## Your instructions:
Search the entries for the word "entity" and copy each line that has it.

::: Listed entries

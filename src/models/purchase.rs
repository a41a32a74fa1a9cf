//! Purchase entries: batches of vehicles received from a supplying party.

use super::customer::{invalid, CustomerDetails};
use crate::entity::Record;
use crate::error::{Error, Result};
use crate::key::StoreKey;
use chrono::{DateTime, FixedOffset, Utc};
use serde::{Deserialize, Serialize};
use serde_json::Value;
use std::collections::HashSet;

/// One vehicle line on a purchase entry.
#[derive(Clone, Debug, PartialEq, Serialize, Deserialize)]
#[serde(rename_all = "camelCase")]
pub struct PurchaseItem {
    pub id: String,
    pub model_name: String,
    pub chassis_no: String,
    pub engine_no: String,
    pub colour: String,
    /// GST rate in percent.
    pub gst: f64,
    pub price: f64,
}

/// A stored purchase entry.
#[derive(Clone, Debug, PartialEq, Serialize, Deserialize)]
#[serde(rename_all = "camelCase")]
pub struct PurchaseEntry {
    pub id: String,
    /// Dealership-internal serial, `PUR-NNNNN`.
    pub serial_no: String,
    pub party_id: String,
    #[serde(default)]
    pub party_name: String,
    #[serde(default, skip_serializing_if = "Option::is_none")]
    pub customer_details: Option<CustomerDetails>,
    /// Supplier's invoice number.
    pub invoice_no: String,
    pub invoice_date: DateTime<FixedOffset>,
    pub items: Vec<PurchaseItem>,
    pub created_at: DateTime<Utc>,
    pub updated_at: DateTime<Utc>,
}

impl Record for PurchaseEntry {
    fn record_id(&self) -> &str {
        &self.id
    }

    fn collection() -> StoreKey {
        StoreKey::Purchases
    }

    fn kind() -> &'static str {
        "purchase entry"
    }
}

/// Input line for a purchase. `id` is kept when editing an existing line.
#[derive(Clone, Debug, Default, PartialEq, Serialize, Deserialize)]
#[serde(rename_all = "camelCase")]
pub struct PurchaseItemForm {
    #[serde(default)]
    pub id: Option<String>,
    pub model_name: String,
    pub chassis_no: String,
    pub engine_no: String,
    pub colour: String,
    pub gst: f64,
    pub price: f64,
}

impl PurchaseItemForm {
    fn validate(&self, line: usize) -> Result<()> {
        let field = |name: &str| format!("items[{}].{}", line, name);
        if self.model_name.trim().is_empty() {
            return Err(invalid(&field("modelName"), "is required"));
        }
        if !is_identifier(&self.chassis_no) {
            return Err(invalid(
                &field("chassisNo"),
                "must be alphanumeric (hyphens allowed)",
            ));
        }
        if !is_identifier(&self.engine_no) {
            return Err(invalid(
                &field("engineNo"),
                "must be alphanumeric (hyphens allowed)",
            ));
        }
        if self.colour.trim().is_empty() {
            return Err(invalid(&field("colour"), "is required"));
        }
        if self.gst.is_nan() || self.gst < 0.0 {
            return Err(invalid(&field("gst"), "must be non-negative"));
        }
        if self.price.is_nan() || self.price < 0.0 {
            return Err(invalid(&field("price"), "must be non-negative"));
        }
        Ok(())
    }

    pub(crate) fn into_item(self) -> PurchaseItem {
        PurchaseItem {
            id: self
                .id
                .filter(|id| !id.is_empty())
                .unwrap_or_else(crate::entity::new_id),
            model_name: self.model_name,
            chassis_no: self.chassis_no,
            engine_no: self.engine_no,
            colour: self.colour,
            gst: self.gst,
            price: self.price,
        }
    }
}

/// Input for creating or editing a purchase entry.
#[derive(Clone, Debug, PartialEq, Serialize, Deserialize)]
#[serde(rename_all = "camelCase")]
pub struct PurchaseForm {
    /// Caller-chosen serial; derived from the previous entry when absent.
    #[serde(default)]
    pub serial_no: Option<String>,
    pub party_id: String,
    pub invoice_no: String,
    pub invoice_date: DateTime<FixedOffset>,
    pub items: Vec<PurchaseItemForm>,
}

impl PurchaseForm {
    /// Check the form's own fields. Party existence is checked by the service.
    ///
    /// # Errors
    ///
    /// Returns `Error::ValidationError` naming the first offending field.
    pub fn validate(&self) -> Result<()> {
        if self.party_id.trim().is_empty() {
            return Err(invalid("partyId", "is required"));
        }
        if self.invoice_no.trim().is_empty() {
            return Err(invalid("invoiceNo", "is required"));
        }
        if self.items.is_empty() {
            return Err(invalid("items", "must contain at least one item"));
        }
        let mut chassis = HashSet::new();
        for (line, item) in self.items.iter().enumerate() {
            item.validate(line)?;
            if !chassis.insert(item.chassis_no.as_str()) {
                return Err(invalid(
                    &format!("items[{}].chassisNo", line),
                    "is listed twice",
                ));
            }
        }
        Ok(())
    }

    /// Add imported lines to the form.
    ///
    /// A form holding only one untouched line (no model, chassis or engine)
    /// has that line replaced; otherwise the imported lines are appended.
    pub fn add_imported_items(&mut self, imported: Vec<PurchaseItemForm>) {
        let untouched = match self.items.as_slice() {
            [only] => {
                only.model_name.is_empty() && only.chassis_no.is_empty() && only.engine_no.is_empty()
            }
            _ => false,
        };
        if untouched {
            self.items = imported;
        } else {
            self.items.extend(imported);
        }
    }
}

/// Header names accepted for each imported column, spreadsheet style first.
const MODEL_HEADERS: [&str; 2] = ["Model Name", "modelName"];
const CHASSIS_HEADERS: [&str; 2] = ["Chassis No", "chassisNo"];
const ENGINE_HEADERS: [&str; 2] = ["Engine No", "engineNo"];
const COLOUR_HEADERS: [&str; 2] = ["Colour", "colour"];
const GST_HEADERS: [&str; 2] = ["GST", "gst"];
const PRICE_HEADERS: [&str; 2] = ["Price", "price"];

/// Map spreadsheet rows to purchase lines.
///
/// Each row is a JSON object keyed by column header, the shape a sheet
/// reader produces. Rows missing a model, chassis, engine or colour are
/// skipped. GST and price are optional: a blank or unreadable cell becomes
/// 0, and leading digits are read the way `"28%"` reads as 28.
///
/// # Errors
///
/// Returns `Error::ValidationError` when no row yields a usable line.
pub fn import_rows(rows: &[Value]) -> Result<Vec<PurchaseItemForm>> {
    let items: Vec<PurchaseItemForm> = rows
        .iter()
        .filter_map(|row| {
            let item = PurchaseItemForm {
                id: None,
                model_name: text_cell(row, &MODEL_HEADERS),
                chassis_no: text_cell(row, &CHASSIS_HEADERS),
                engine_no: text_cell(row, &ENGINE_HEADERS),
                colour: text_cell(row, &COLOUR_HEADERS),
                gst: number_cell(row, &GST_HEADERS),
                price: number_cell(row, &PRICE_HEADERS),
            };
            let complete = [&item.model_name, &item.chassis_no, &item.engine_no, &item.colour]
                .iter()
                .all(|v| !v.is_empty());
            complete.then_some(item)
        })
        .collect();

    if items.is_empty() {
        warn!("Import found no usable rows among {}", rows.len());
        return Err(Error::ValidationError(
            "no valid items found: Model Name, Chassis No, Engine No and Colour are required"
                .to_string(),
        ));
    }
    info!("✓ Imported {} of {} rows", items.len(), rows.len());
    Ok(items)
}

/// First non-empty cell among `headers`, as text.
fn cell<'a>(row: &'a Value, headers: &[&str]) -> Option<&'a Value> {
    headers.iter().filter_map(|h| row.get(*h)).find(|v| match v {
        Value::String(s) => !s.is_empty(),
        Value::Number(n) => n.as_f64() != Some(0.0),
        Value::Bool(b) => *b,
        _ => false,
    })
}

fn text_cell(row: &Value, headers: &[&str]) -> String {
    match cell(row, headers) {
        Some(Value::String(s)) => s.trim().to_string(),
        Some(other) => other.to_string(),
        None => String::new(),
    }
}

fn number_cell(row: &Value, headers: &[&str]) -> f64 {
    match cell(row, headers) {
        Some(Value::Number(n)) => n.as_f64().unwrap_or(0.0),
        Some(Value::String(s)) => leading_number(s.trim()),
        _ => 0.0,
    }
}

/// Longest numeric prefix of `s`, or 0.
fn leading_number(s: &str) -> f64 {
    let end = s
        .char_indices()
        .take_while(|&(i, c)| c.is_ascii_digit() || c == '.' || (i == 0 && matches!(c, '-' | '+')))
        .last()
        .map_or(0, |(i, c)| i + c.len_utf8());
    (1..=end)
        .rev()
        .find_map(|n| s[..n].parse::<f64>().ok())
        .unwrap_or(0.0)
}

fn is_identifier(s: &str) -> bool {
    !s.is_empty() && s.chars().all(|c| c.is_ascii_alphanumeric() || c == '-')
}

::::::

## Task result:
use crate::entity::Record;
                .unwrap_or_else(crate::entity::new_id),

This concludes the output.